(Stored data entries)
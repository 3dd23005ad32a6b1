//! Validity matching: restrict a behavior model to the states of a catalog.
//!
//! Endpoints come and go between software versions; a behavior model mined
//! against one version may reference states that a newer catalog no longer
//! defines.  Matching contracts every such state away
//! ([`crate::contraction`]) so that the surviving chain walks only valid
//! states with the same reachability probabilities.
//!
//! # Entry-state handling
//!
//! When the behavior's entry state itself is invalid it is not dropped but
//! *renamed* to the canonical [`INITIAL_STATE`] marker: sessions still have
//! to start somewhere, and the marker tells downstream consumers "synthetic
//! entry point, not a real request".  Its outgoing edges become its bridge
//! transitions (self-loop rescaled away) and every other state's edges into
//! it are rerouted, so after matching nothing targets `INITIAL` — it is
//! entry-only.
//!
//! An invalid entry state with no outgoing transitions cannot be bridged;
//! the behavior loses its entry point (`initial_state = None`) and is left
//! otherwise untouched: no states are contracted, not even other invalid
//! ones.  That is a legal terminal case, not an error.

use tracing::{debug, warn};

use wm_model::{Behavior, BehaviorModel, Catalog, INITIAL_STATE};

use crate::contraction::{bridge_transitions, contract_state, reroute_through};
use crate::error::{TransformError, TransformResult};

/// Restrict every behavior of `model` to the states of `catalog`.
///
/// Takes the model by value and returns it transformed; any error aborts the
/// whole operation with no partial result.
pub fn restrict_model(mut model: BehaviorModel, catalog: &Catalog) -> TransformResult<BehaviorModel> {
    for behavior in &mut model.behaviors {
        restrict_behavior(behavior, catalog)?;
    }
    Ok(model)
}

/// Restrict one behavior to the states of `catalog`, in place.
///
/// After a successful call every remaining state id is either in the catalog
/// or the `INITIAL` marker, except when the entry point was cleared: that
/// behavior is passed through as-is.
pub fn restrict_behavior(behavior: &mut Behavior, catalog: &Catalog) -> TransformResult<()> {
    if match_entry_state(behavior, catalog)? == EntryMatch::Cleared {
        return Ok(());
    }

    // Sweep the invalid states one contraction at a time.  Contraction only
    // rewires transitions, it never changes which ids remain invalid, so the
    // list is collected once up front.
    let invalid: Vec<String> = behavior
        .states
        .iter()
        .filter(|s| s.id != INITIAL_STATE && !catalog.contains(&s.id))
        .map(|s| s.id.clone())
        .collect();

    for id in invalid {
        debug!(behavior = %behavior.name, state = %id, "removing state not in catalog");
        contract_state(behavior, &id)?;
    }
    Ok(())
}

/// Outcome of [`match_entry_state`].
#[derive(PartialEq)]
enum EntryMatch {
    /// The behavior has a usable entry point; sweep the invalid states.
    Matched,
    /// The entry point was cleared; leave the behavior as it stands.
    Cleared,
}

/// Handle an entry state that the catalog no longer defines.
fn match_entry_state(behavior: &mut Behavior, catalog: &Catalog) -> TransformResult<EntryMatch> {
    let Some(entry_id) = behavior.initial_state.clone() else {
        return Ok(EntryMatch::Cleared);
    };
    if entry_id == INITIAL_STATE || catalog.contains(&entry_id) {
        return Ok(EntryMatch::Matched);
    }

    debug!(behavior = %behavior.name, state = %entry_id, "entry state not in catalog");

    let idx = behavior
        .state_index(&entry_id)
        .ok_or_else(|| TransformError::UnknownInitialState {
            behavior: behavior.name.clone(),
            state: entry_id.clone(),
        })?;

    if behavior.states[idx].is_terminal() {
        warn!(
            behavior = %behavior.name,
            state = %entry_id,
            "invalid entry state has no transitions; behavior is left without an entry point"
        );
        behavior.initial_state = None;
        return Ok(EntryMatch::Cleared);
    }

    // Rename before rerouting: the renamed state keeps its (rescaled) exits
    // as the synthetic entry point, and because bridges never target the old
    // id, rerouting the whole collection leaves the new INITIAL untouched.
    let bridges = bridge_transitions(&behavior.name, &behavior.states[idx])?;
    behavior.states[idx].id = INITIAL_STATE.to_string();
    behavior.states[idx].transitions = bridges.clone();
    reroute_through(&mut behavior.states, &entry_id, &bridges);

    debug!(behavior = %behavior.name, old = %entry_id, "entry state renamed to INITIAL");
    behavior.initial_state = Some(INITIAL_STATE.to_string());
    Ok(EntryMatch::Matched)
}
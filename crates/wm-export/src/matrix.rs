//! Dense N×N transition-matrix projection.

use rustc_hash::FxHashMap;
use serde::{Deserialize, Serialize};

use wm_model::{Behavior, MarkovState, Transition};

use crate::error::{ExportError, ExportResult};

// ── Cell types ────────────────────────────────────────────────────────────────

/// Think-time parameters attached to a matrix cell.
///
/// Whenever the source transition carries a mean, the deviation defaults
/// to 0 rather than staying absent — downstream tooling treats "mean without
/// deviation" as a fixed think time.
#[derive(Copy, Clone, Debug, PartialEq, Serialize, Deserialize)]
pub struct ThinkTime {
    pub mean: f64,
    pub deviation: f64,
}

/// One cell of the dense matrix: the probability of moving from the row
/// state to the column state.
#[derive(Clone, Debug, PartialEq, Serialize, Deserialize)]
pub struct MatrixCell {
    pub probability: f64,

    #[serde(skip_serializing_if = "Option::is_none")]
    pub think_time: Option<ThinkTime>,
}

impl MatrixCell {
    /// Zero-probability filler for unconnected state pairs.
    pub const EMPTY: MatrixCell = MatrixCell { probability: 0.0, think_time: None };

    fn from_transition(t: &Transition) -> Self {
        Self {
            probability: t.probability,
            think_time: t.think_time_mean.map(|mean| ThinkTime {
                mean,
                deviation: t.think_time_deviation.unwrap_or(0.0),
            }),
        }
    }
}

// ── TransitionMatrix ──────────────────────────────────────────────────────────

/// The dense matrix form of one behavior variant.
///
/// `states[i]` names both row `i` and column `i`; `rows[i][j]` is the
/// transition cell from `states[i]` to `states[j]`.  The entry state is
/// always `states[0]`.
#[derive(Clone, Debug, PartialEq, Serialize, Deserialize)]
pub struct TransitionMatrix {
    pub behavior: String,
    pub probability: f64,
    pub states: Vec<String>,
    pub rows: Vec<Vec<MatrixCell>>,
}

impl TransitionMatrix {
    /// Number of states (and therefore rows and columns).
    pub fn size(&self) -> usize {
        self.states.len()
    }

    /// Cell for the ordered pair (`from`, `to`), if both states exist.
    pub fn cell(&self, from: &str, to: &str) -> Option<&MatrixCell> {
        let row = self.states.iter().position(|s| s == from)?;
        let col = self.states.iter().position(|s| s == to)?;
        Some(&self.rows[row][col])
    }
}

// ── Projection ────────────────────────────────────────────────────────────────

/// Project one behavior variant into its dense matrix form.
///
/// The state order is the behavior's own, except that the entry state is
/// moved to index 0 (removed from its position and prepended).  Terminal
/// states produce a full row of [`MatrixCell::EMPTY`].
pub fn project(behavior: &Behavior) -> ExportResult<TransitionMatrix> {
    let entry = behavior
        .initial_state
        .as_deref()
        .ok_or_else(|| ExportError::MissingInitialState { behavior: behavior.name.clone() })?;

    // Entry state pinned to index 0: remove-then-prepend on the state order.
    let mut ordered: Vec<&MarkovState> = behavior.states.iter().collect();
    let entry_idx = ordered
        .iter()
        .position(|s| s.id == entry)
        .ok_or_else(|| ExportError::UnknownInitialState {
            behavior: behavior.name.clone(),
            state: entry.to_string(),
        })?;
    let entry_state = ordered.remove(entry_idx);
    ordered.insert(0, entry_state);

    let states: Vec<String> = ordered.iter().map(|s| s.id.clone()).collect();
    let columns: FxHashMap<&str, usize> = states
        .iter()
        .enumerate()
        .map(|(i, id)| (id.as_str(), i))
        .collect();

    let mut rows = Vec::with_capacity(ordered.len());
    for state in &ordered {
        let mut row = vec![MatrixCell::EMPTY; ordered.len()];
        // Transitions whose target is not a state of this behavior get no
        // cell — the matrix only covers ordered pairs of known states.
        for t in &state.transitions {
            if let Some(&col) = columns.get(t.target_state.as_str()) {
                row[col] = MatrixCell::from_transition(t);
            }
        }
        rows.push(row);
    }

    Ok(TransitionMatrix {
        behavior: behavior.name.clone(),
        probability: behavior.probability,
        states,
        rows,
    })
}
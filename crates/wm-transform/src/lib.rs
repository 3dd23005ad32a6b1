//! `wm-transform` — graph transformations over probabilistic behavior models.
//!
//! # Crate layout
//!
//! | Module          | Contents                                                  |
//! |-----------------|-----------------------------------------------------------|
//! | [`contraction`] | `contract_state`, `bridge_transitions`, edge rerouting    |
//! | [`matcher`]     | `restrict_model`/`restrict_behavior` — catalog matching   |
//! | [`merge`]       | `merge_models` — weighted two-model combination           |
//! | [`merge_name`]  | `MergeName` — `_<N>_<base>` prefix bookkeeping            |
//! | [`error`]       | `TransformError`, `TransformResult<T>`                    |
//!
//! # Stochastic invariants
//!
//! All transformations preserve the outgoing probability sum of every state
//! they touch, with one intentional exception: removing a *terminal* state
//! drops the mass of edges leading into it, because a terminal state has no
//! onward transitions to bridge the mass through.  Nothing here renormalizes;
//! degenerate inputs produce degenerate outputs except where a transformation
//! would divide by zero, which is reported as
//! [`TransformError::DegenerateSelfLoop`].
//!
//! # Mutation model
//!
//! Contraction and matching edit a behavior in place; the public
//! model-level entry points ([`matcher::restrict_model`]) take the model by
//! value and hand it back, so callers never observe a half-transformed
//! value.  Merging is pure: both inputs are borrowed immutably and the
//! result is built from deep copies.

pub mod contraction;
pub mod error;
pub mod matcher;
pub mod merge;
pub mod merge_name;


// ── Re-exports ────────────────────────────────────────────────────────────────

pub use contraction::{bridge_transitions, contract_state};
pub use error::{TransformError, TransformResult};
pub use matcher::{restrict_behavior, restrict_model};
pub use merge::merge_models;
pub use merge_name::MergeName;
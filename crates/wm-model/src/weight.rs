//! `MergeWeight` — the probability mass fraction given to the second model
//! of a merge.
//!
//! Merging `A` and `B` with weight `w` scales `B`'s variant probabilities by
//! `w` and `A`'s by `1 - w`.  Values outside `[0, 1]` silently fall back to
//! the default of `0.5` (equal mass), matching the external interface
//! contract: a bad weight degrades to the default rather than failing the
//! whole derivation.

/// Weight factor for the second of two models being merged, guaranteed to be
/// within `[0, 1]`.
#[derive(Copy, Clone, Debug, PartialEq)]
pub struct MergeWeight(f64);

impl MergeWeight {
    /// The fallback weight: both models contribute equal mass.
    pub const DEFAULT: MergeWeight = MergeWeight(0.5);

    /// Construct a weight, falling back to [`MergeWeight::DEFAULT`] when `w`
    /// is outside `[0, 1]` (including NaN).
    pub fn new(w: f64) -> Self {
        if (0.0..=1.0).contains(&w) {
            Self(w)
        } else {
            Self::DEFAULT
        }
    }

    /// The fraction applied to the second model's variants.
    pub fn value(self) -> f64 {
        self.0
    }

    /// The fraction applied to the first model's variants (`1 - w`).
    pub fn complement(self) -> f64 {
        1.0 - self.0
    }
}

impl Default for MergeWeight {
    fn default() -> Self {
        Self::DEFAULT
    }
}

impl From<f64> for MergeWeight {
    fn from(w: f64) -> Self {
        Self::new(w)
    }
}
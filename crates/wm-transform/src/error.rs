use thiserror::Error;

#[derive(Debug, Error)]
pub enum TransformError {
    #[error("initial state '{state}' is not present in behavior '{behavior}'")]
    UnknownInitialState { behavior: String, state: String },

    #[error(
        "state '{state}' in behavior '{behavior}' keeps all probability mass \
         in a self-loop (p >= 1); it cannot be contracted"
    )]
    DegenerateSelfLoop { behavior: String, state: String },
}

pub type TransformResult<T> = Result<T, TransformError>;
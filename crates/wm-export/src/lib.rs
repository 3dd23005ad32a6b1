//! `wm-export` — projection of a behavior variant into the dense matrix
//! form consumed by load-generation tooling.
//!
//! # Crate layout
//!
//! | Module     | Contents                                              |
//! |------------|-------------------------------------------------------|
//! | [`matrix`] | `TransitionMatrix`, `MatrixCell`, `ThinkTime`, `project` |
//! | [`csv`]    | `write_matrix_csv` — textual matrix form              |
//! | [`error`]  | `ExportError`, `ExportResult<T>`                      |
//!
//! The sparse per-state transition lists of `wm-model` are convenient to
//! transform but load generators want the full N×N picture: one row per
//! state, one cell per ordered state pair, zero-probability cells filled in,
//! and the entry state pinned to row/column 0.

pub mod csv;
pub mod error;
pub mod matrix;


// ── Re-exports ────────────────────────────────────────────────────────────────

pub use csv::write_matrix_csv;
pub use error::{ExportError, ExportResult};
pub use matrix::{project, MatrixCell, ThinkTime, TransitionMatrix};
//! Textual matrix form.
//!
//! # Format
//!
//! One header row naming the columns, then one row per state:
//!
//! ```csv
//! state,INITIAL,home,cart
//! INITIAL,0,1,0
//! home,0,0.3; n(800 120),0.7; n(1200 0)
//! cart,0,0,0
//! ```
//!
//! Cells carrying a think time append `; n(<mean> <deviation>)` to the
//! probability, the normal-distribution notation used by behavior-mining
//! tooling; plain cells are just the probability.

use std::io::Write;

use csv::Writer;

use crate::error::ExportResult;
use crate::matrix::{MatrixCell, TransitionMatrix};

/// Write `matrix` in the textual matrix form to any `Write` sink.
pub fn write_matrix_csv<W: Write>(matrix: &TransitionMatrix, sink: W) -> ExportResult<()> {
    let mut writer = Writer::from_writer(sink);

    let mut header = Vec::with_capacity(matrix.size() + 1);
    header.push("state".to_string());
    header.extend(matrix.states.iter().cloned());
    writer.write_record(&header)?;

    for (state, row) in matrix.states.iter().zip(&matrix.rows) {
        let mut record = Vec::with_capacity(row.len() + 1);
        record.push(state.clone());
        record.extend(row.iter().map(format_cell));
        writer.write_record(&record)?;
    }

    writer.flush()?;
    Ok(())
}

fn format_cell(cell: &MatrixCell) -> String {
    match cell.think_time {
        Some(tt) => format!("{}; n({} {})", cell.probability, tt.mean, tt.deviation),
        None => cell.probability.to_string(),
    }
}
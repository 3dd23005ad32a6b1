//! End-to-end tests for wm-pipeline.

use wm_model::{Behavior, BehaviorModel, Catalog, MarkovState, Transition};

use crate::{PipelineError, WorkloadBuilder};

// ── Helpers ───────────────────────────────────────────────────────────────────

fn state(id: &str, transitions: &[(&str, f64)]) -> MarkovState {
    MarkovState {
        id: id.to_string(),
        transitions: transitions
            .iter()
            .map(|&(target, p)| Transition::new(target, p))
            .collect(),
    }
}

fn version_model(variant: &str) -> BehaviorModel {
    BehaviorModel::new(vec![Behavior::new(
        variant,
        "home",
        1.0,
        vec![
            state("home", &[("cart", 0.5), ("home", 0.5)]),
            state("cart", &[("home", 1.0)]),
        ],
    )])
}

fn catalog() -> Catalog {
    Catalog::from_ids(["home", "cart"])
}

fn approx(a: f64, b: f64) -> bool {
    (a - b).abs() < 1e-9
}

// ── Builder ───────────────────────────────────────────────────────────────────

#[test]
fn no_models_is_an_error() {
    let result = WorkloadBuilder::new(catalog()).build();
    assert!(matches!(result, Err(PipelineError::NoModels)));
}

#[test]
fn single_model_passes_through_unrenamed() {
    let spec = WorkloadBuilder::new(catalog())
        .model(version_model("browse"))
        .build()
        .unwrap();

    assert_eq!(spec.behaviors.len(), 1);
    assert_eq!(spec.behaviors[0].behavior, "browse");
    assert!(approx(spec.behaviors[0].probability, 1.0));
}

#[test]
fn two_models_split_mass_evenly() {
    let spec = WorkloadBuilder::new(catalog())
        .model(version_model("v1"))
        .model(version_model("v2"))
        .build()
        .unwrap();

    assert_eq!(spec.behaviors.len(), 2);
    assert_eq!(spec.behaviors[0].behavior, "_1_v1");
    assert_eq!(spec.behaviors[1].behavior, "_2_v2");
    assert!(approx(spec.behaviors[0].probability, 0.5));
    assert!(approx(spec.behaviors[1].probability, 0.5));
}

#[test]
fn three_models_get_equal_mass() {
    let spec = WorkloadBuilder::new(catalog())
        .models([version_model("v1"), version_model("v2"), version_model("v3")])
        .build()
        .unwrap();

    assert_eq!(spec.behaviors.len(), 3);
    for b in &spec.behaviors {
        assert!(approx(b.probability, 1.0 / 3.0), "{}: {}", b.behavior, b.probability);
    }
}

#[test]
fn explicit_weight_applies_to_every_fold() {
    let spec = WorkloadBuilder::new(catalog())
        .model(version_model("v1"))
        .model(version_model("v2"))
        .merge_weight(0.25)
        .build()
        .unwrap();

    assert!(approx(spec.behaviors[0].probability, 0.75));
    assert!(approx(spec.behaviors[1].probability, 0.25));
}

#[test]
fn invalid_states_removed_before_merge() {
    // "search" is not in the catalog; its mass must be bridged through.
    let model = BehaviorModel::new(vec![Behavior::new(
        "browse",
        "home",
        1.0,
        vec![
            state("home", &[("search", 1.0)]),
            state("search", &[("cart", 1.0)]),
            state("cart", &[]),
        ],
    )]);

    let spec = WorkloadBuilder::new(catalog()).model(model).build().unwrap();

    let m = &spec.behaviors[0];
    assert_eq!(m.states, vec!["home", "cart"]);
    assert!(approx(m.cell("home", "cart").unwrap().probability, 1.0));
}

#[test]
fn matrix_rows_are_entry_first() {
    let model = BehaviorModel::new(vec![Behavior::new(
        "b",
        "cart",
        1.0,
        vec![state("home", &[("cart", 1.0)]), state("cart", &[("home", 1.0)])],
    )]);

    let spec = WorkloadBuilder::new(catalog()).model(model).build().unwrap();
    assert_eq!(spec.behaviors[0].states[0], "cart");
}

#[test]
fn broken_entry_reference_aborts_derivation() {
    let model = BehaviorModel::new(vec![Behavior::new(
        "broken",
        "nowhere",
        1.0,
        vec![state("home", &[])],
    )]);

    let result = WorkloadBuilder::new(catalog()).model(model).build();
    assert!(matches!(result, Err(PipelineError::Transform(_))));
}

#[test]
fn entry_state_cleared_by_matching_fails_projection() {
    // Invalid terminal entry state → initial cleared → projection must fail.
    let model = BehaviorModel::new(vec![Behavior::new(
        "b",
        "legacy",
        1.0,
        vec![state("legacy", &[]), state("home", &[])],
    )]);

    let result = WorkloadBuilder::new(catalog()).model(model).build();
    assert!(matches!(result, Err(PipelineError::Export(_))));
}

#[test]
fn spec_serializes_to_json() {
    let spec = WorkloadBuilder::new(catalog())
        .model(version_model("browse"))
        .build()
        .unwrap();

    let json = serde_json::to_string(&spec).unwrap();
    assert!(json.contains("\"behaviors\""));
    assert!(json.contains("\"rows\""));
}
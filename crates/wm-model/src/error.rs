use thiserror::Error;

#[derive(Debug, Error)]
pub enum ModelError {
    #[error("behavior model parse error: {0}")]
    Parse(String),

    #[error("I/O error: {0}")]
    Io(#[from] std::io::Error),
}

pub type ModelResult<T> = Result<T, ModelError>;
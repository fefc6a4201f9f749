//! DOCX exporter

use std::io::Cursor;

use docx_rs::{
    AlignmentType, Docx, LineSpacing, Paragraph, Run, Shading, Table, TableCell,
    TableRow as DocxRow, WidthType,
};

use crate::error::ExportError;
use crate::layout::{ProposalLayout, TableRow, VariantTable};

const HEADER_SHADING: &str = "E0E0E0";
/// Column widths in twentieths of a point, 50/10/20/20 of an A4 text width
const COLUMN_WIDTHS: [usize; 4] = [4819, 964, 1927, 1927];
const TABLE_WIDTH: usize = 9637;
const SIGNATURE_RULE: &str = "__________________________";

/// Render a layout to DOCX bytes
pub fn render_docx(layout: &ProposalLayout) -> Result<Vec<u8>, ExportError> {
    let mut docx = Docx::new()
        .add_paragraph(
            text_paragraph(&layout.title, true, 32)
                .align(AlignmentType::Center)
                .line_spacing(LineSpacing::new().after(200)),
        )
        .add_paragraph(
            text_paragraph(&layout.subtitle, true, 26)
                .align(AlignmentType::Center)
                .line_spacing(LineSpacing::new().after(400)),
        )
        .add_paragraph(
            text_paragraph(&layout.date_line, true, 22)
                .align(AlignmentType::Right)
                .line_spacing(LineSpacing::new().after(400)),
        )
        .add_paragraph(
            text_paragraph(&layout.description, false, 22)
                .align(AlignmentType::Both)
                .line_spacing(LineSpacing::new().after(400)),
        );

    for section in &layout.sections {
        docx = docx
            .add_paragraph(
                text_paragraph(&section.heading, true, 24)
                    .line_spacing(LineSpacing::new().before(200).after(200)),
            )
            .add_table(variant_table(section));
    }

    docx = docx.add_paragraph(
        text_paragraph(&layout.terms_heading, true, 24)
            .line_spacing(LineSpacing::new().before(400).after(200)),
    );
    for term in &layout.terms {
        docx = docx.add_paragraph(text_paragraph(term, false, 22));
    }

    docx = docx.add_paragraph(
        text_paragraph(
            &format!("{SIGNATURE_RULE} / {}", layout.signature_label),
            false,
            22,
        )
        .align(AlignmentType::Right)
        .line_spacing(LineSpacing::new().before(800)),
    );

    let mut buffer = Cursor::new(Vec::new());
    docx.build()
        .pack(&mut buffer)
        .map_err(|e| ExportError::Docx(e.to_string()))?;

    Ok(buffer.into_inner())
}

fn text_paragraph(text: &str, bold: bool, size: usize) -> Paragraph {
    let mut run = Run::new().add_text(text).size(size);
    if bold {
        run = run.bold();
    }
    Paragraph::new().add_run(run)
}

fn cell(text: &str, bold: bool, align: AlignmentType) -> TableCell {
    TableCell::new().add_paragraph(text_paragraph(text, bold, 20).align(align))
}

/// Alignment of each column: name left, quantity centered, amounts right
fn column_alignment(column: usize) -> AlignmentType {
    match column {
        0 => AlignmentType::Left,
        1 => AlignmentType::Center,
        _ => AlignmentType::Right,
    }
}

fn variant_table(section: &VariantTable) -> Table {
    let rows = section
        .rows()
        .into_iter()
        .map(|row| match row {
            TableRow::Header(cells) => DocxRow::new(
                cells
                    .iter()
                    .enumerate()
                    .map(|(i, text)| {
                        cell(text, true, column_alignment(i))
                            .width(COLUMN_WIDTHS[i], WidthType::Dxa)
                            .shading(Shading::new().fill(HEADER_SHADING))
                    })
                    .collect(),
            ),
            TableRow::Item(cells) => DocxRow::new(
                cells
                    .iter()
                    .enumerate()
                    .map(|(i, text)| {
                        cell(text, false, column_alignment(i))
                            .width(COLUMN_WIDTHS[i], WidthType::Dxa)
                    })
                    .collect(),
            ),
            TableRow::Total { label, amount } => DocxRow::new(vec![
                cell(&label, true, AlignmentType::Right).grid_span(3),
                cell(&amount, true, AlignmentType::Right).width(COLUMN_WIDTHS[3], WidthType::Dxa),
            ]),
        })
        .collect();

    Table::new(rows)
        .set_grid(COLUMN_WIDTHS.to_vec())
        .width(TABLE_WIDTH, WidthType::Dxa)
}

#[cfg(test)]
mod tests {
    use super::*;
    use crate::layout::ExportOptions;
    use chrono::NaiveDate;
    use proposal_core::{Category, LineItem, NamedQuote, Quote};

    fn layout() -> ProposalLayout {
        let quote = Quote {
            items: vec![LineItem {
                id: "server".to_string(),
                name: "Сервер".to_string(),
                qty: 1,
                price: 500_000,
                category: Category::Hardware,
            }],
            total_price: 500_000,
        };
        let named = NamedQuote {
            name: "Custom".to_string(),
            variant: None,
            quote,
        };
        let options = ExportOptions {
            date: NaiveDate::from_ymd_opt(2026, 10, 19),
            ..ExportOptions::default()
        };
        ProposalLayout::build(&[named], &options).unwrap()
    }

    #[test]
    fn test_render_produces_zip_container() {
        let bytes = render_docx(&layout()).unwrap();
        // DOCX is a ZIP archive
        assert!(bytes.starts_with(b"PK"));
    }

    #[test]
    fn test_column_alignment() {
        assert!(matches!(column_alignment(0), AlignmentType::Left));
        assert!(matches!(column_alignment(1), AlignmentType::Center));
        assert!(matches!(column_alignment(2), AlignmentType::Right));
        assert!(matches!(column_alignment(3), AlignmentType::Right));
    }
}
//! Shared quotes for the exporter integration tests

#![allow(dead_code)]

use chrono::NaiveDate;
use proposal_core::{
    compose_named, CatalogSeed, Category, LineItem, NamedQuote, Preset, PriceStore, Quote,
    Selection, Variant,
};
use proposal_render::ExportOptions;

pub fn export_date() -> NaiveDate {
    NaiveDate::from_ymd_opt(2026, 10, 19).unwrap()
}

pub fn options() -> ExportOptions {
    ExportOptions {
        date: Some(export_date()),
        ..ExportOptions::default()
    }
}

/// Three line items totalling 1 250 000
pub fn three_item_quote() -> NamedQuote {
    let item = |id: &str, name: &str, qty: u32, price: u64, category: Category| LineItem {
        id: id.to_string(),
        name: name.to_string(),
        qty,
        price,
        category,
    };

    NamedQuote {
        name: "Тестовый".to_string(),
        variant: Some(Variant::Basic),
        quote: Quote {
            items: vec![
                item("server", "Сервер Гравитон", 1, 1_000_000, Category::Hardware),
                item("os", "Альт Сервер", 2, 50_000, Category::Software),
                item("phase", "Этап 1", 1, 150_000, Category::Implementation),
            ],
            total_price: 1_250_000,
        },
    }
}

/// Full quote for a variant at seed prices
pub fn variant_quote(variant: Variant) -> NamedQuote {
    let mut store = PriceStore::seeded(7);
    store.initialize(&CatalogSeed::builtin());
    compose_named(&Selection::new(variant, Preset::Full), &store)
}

• **EXERCISE GOAL**
Search the entries above for "derive". Show every line that has it.

• **THE COMPLETED TASK**
#[derive(PartialEq)]
#[derive(Copy, Clone, Debug, PartialEq, Serialize, Deserialize)]
#[derive(Clone, Debug, PartialEq, Serialize, Deserialize)]
#[derive(Clone, Debug, PartialEq, Serialize, Deserialize)]
#[derive(Copy, Clone, Debug, PartialEq)]
#[derive(Debug, Error)]
#[derive(Debug, Error)]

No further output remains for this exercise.